The officers, who were also arrested and booked at the Shelby County Jail on Thursday, were all released on bail. Lawyers for the officials said they were unable to see the video in advance. But they urged the community to avoid hasty judgments. Representative of Mr. Blake Ballin. Mills acknowledged that the content of the video may be distressing to the community, but the video doesn’t necessarily tell the full story of what happened. “I don’t know how many angles there are, I don’t know the perspective,” he said. “There’s always more to a story.”
City officials decided to wait until 6 p.m. to release the video, when schools and most downtown businesses would be closed.
“Very, very few people are going to work,” said Councilman Frank Corvet Jr., from the city’s East End, who was not involved in the planning. “There will be plenty of time for everyone to get home from school, work, and stay home.”

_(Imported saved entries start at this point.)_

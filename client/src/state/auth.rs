//! Auth-session state for the current browser user.
//!
//! SYSTEM CONTEXT
//! ==============
//! The single source of truth for "who is logged in". Route guards, the API
//! client, and role-aware pages read it; only `login`/`logout` write it.
//!
//! ERROR HANDLING
//! ==============
//! Storage failures never surface to callers. They are logged and the store
//! keeps working from memory, so the worst visible outcome is being sent back
//! to `/login` after a reload.

#[cfg(test)]
#[path = "auth_test.rs"]
mod auth_test;

use std::fmt;

use crate::session::storage::{
    BrowserSessionStorage, SESSION_KEYS, SessionStorage, TOKEN_KEY, USER_EMAIL_KEY, USER_ROLE_KEY,
};

/// Role string carried by administrator sessions.
pub const ADMIN_ROLE: &str = "Admin";
/// Role string carried by client sessions.
pub const CLIENT_ROLE: &str = "Client";

/// The authenticated identity held by the browser. Empty `token` means no session.
#[derive(Clone, Debug, Default, PartialEq, Eq)]
pub struct Session {
    pub token: String,
    pub user_email: String,
    pub role: String,
}

impl Session {
    #[must_use]
    pub fn is_authenticated(&self) -> bool {
        !self.token.is_empty()
    }

    #[must_use]
    pub fn is_admin(&self) -> bool {
        self.role == ADMIN_ROLE
    }

    #[must_use]
    pub fn is_client(&self) -> bool {
        self.role == CLIENT_ROLE
    }
}

/// Log form of a session: role only, never the email or token.
impl fmt::Display for Session {
    fn fmt(&self, f: &mut fmt::Formatter<'_>) -> fmt::Result {
        if self.is_authenticated() {
            write!(f, "role {:?}", self.role)
        } else {
            f.write_str("anonymous")
        }
    }
}

/// Session state paired with the storage area it persists to.
///
/// `loaded` stays false until storage has been read. The server never reads
/// browser storage, so SSR and the first hydration pass both render the
/// not-yet-loaded state.
#[derive(Clone, Debug)]
pub struct AuthStore<S> {
    session: Session,
    loaded: bool,
    storage: S,
}

/// The store as wired into the browser app.
pub type BrowserAuthStore = AuthStore<BrowserSessionStorage>;

impl<S: SessionStorage> AuthStore<S> {
    /// An empty, not-yet-loaded store over `storage`. Nothing is read.
    pub fn pending(storage: S) -> Self {
        Self { session: Session::default(), loaded: false, storage }
    }

    /// Hydrate from `storage`. Missing or unreadable keys become empty strings.
    pub fn load(storage: S) -> Self {
        let mut store = Self::pending(storage);
        store.reload();
        store
    }

    /// Re-read the session from storage and mark the store loaded.
    pub fn reload(&mut self) {
        self.session = Session {
            token: read_key(&self.storage, TOKEN_KEY),
            user_email: read_key(&self.storage, USER_EMAIL_KEY),
            role: read_key(&self.storage, USER_ROLE_KEY),
        };
        self.loaded = true;
        if self.session.is_authenticated() {
            log::debug!("restored session ({})", self.session);
        }
    }

    /// Replace the current session and persist it.
    ///
    /// Re-login without a prior logout simply overwrites. An empty `token`
    /// is accepted and leaves the store unauthenticated. If any key cannot be
    /// written, all session keys are cleared so a reload never mixes two
    /// sessions.
    pub fn login(&mut self, token: &str, email: &str, role: &str) {
        if !token.is_empty() && (email.is_empty() || role.is_empty()) {
            log::warn!(
                "login with incomplete identity: email set={} role={role:?}",
                !email.is_empty()
            );
        }
        self.session = Session {
            token: token.to_owned(),
            user_email: email.to_owned(),
            role: role.to_owned(),
        };
        self.loaded = true;
        let writes = [(TOKEN_KEY, token), (USER_EMAIL_KEY, email), (USER_ROLE_KEY, role)];
        for (key, value) in writes {
            if let Err(e) = self.storage.set(key, value) {
                log::warn!("session not persisted, continuing in memory: {e}");
                self.clear_storage();
                return;
            }
        }
    }

    /// Clear the session from memory and storage. Safe to call repeatedly.
    pub fn logout(&mut self) {
        self.session = Session::default();
        self.loaded = true;
        self.clear_storage();
    }

    /// Give back the storage area, e.g. to hydrate a fresh store from it.
    pub fn into_storage(self) -> S {
        self.storage
    }

    /// Remove every session key. A key that cannot be removed is blanked
    /// instead, which reads back as absent.
    fn clear_storage(&mut self) {
        for key in SESSION_KEYS {
            if let Err(e) = self.storage.remove(key) {
                log::warn!("could not remove {key} from session storage: {e}");
                if let Err(e) = self.storage.set(key, "") {
                    log::warn!("could not blank {key} in session storage: {e}");
                }
            }
        }
    }
}

impl<S> AuthStore<S> {
    /// Whether storage has been read (or a login/logout has happened).
    #[must_use]
    pub fn is_loaded(&self) -> bool {
        self.loaded
    }

    #[must_use]
    pub fn session(&self) -> &Session {
        &self.session
    }

    #[must_use]
    pub fn token(&self) -> &str {
        &self.session.token
    }

    #[must_use]
    pub fn user_email(&self) -> &str {
        &self.session.user_email
    }

    #[must_use]
    pub fn role(&self) -> &str {
        &self.session.role
    }

    #[must_use]
    pub fn is_authenticated(&self) -> bool {
        self.session.is_authenticated()
    }

    #[must_use]
    pub fn is_admin(&self) -> bool {
        self.session.is_admin()
    }

    #[must_use]
    pub fn is_client(&self) -> bool {
        self.session.is_client()
    }
}

impl BrowserAuthStore {
    /// Empty store for the first render, identical on server and browser.
    #[must_use]
    pub fn unhydrated() -> Self {
        Self::pending(BrowserSessionStorage)
    }
}

fn read_key<S: SessionStorage>(storage: &S, key: &str) -> String {
    match storage.get(key) {
        Ok(value) => value.unwrap_or_default(),
        Err(e) => {
            log::warn!("could not read {key} from session storage: {e}");
            String::new()
        }
    }
}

Memphis Councilwoman Michalyn Easter-Thomas said all City Council members had the opportunity to watch the video before it was released. But she was one of those who decided not to watch it. Activists for Black Lives Matter in Memphis said they would refrain from doing so.
Mrs. Wells Mr Nichols’ mother said she could not finish it. “I’ve heard it’s very scary, very scary,” she said. “You who have children, please don’t let them see.”
Mrs. Easter-Thomas feels she doesn’t need to “know what you’ve done when you see it,” she said. But she didn’t dissuade others. “For some people,” she said, “it helps them see the truth.”
gentlemen. Corvette said that after seeing some of the video, one of his main conclusions was about the officers’ personalities: “I no longer think of them as Memphis.”
Jessica Jaglois, jesus jimenez, Nicholas Bogle-Burroughs and mark walker Reporting from Memphis.Report also by Richard Fosse,Eliza Fawcett, jesse fortin, mickey smith and Remy Toumin.